▸ Data for this exercise:
========
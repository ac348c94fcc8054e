//! Guided conversation state machine.

pub mod engine;
pub mod flows;
pub mod session;

pub use engine::{next_state, route_keywords, Transition, TransitionReason};
pub use flows::{fake_call_script, FlowAction, FlowState, StateSpec};
pub use session::{ConversationSession, HistoryEntry, Sender, SessionRegistry};
//! Conversation transition logic.
//!
//! Picks the next flow state for each inbound message.
//!
//! # Decision Tree
//! 1. Urgency at or above the override level -> EMERGENCY
//! 2. Exact option key of the current state -> mapped state
//! 3. Keyword router over the raw text -> routed state
//! 4. Otherwise -> TALK

use std::fmt;

use serde::Serialize;

use crate::classification::Classification;
use crate::conversation::flows::FlowState;
use crate::logging::structured::LogContext;

/// Why a transition was taken.
#[derive(Debug, Clone, Copy, PartialEq, Eq, Serialize)]
#[serde(rename_all = "snake_case")]
pub enum TransitionReason {
    UrgencyOverride,
    OptionMatch,
    KeywordRoute,
    Default,
}

impl TransitionReason {
    pub fn as_str(&self) -> &'static str {
        match self {
            TransitionReason::UrgencyOverride => "urgency_override",
            TransitionReason::OptionMatch => "option_match",
            TransitionReason::KeywordRoute => "keyword_route",
            TransitionReason::Default => "default",
        }
    }
}

impl fmt::Display for TransitionReason {
    fn fmt(&self, f: &mut fmt::Formatter<'_>) -> fmt::Result {
        f.write_str(self.as_str())
    }
}

#[derive(Debug, Clone, Copy, PartialEq, Eq, Serialize)]
pub struct Transition {
    pub from: FlowState,
    pub to: FlowState,
    pub reason: TransitionReason,
}

enum Match {
    Contains(&'static str),
    /// Whole word, so "BAR" does not fire on "embarrassed".
    Word(&'static str),
}

struct Route {
    keywords: &'static [Match],
    target: FlowState,
}

/// Free-text router, first match wins.
static ROUTES: &[Route] = &[
    Route {
        keywords: &[
            Match::Contains("EMERGENCY"),
            Match::Contains("911"),
            Match::Contains("KILL"),
            Match::Word("GUN"),
            Match::Contains("KNIFE"),
        ],
        target: FlowState::Emergency,
    },
    Route {
        keywords: &[Match::Contains("UNSAFE"), Match::Contains("NOT SAFE")],
        target: FlowState::UnsafeLocation,
    },
    Route {
        keywords: &[
            Match::Contains("FOLLOW"),
            Match::Contains("SCARED"),
            Match::Word("HELP"),
        ],
        target: FlowState::Following,
    },
    Route {
        keywords: &[Match::Contains("CALL")],
        target: FlowState::FakeCall,
    },
    Route {
        keywords: &[
            Match::Contains("ESCORT"),
            Match::Contains("WALK"),
            Match::Contains("DISPATCH"),
        ],
        target: FlowState::Escort,
    },
    Route {
        keywords: &[Match::Word("TALK")],
        target: FlowState::Talk,
    },
    Route {
        keywords: &[Match::Contains("HARASS"), Match::Contains("CATCALL")],
        target: FlowState::UnsafeLocation,
    },
    Route {
        keywords: &[Match::Contains("DRUNK"), Match::Word("BAR")],
        target: FlowState::BarExit,
    },
    Route {
        keywords: &[Match::Word("HOME"), Match::Contains("ALONE")],
        target: FlowState::GuardianAngel,
    },
    Route {
        keywords: &[Match::Word("BUS"), Match::Contains("WAITING")],
        target: FlowState::BusStop,
    },
];

fn words(text: &str) -> impl Iterator<Item = &str> {
    text.split(|c: char| !c.is_alphanumeric())
        .filter(|w| !w.is_empty())
}

/// Route free text that did not match an option key.
pub fn route_keywords(text: &str) -> Option<FlowState> {
    let upper = text.trim().to_uppercase();

    match upper.as_str() {
        "9" => return Some(FlowState::Emergency),
        "SAFE" | "I'M SAFE" | "IM SAFE" | "ARRIVED" => return Some(FlowState::Resolved),
        _ => {}
    }

    ROUTES
        .iter()
        .find(|route| {
            route.keywords.iter().any(|k| match k {
                Match::Contains(needle) => upper.contains(needle),
                Match::Word(word) => words(&upper).any(|w| w == *word),
            })
        })
        .map(|route| route.target)
}

/// Decide the next state for one message.
pub fn next_state(
    current: FlowState,
    text: &str,
    classification: &Classification,
    override_urgency: u8,
    ctx: &LogContext,
) -> Transition {
    let (to, reason) = if classification.urgency_score >= override_urgency {
        (FlowState::Emergency, TransitionReason::UrgencyOverride)
    } else if let Some(next) = current.spec().option(text) {
        (next, TransitionReason::OptionMatch)
    } else if let Some(next) = route_keywords(text) {
        (next, TransitionReason::KeywordRoute)
    } else {
        (FlowState::Talk, TransitionReason::Default)
    };

    crate::log_event!(
        ctx,
        "FLOW_TRANSITION",
        from = current,
        to = to,
        reason = reason,
        urgency = classification.urgency_score,
    );

    Transition {
        from: current,
        to,
        reason,
    }
}
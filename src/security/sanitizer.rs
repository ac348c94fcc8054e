//! Inbound message sanitization.
//!
//! Normalizes message bodies delivered by the transport before they reach
//! the classifier:
//! - Leading/trailing whitespace trimmed
//! - Control characters removed (newlines and tabs survive)
//! - Bodies longer than the configured limit truncated on a char boundary

use crate::logging::structured::LogContext;

/// Hard upper bound regardless of configuration (concatenated SMS segments).
pub const MAX_BODY_CHARS: usize = 10_000;

/// Result of sanitizing one inbound body.
#[derive(Debug, Clone, PartialEq, Eq)]
pub struct SanitizedBody {
    pub text: String,
    pub control_chars_removed: usize,
    pub truncated: bool,
}

impl SanitizedBody {
    pub fn is_empty(&self) -> bool {
        self.text.is_empty()
    }
}

/// Sanitize a message body.
///
/// `max_chars` is clamped to [`MAX_BODY_CHARS`].
pub fn sanitize_body(body: &str, max_chars: usize, ctx: &LogContext) -> SanitizedBody {
    let limit = max_chars.min(MAX_BODY_CHARS);

    let mut removed = 0;
    let cleaned: String = body
        .chars()
        .filter(|c| {
            let keep = !c.is_control() || *c == '\n' || *c == '\t';
            if !keep {
                removed += 1;
            }
            keep
        })
        .collect();

    let trimmed = cleaned.trim();
    let char_count = trimmed.chars().count();
    let truncated = char_count > limit;

    let text = if truncated {
        trimmed.chars().take(limit).collect::<String>().trim_end().to_string()
    } else {
        trimmed.to_string()
    };

    if removed > 0 || truncated {
        log::warn!(
            "{} BODY_SANITIZED control_chars_removed={} truncated={} original_chars={} limit={}",
            ctx,
            removed,
            truncated,
            char_count,
            limit
        );
    }

    SanitizedBody {
        text,
        control_chars_removed: removed,
        truncated,
    }
}

#[cfg(test)]
mod tests {
    use super::*;

    fn ctx() -> LogContext {
        LogContext::new("test-session")
    }

    #[test]
    fn test_trims_whitespace() {
        let result = sanitize_body("   help me  \n", 1600, &ctx());
        assert_eq!(result.text, "help me");
        assert!(!result.truncated);
    }

    #[test]
    fn test_whitespace_only_is_empty() {
        let result = sanitize_body(" \t \n ", 1600, &ctx());
        assert!(result.is_empty());
    }

    #[test]
    fn test_control_chars_removed() {
        let result = sanitize_body("un\u{0007}safe\u{0000}", 1600, &ctx());
        assert_eq!(result.text, "unsafe");
        assert_eq!(result.control_chars_removed, 2);
    }

    #[test]
    fn test_keeps_newlines() {
        let result = sanitize_body("line one\nline two", 1600, &ctx());
        assert_eq!(result.text, "line one\nline two");
    }

    #[test]
    fn test_truncates_on_char_boundary() {
        let body = "é".repeat(20);
        let result = sanitize_body(&body, 5, &ctx());
        assert_eq!(result.text.chars().count(), 5);
        assert!(result.truncated);
    }
}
========
▸ What is being asked: Only lines containing the string "OptionMatch" belong in the answer; find them in the data above and copy them.

▸ Output of the exercise:
    OptionMatch,
            TransitionReason::OptionMatch => "option_match",
        (next, TransitionReason::OptionMatch)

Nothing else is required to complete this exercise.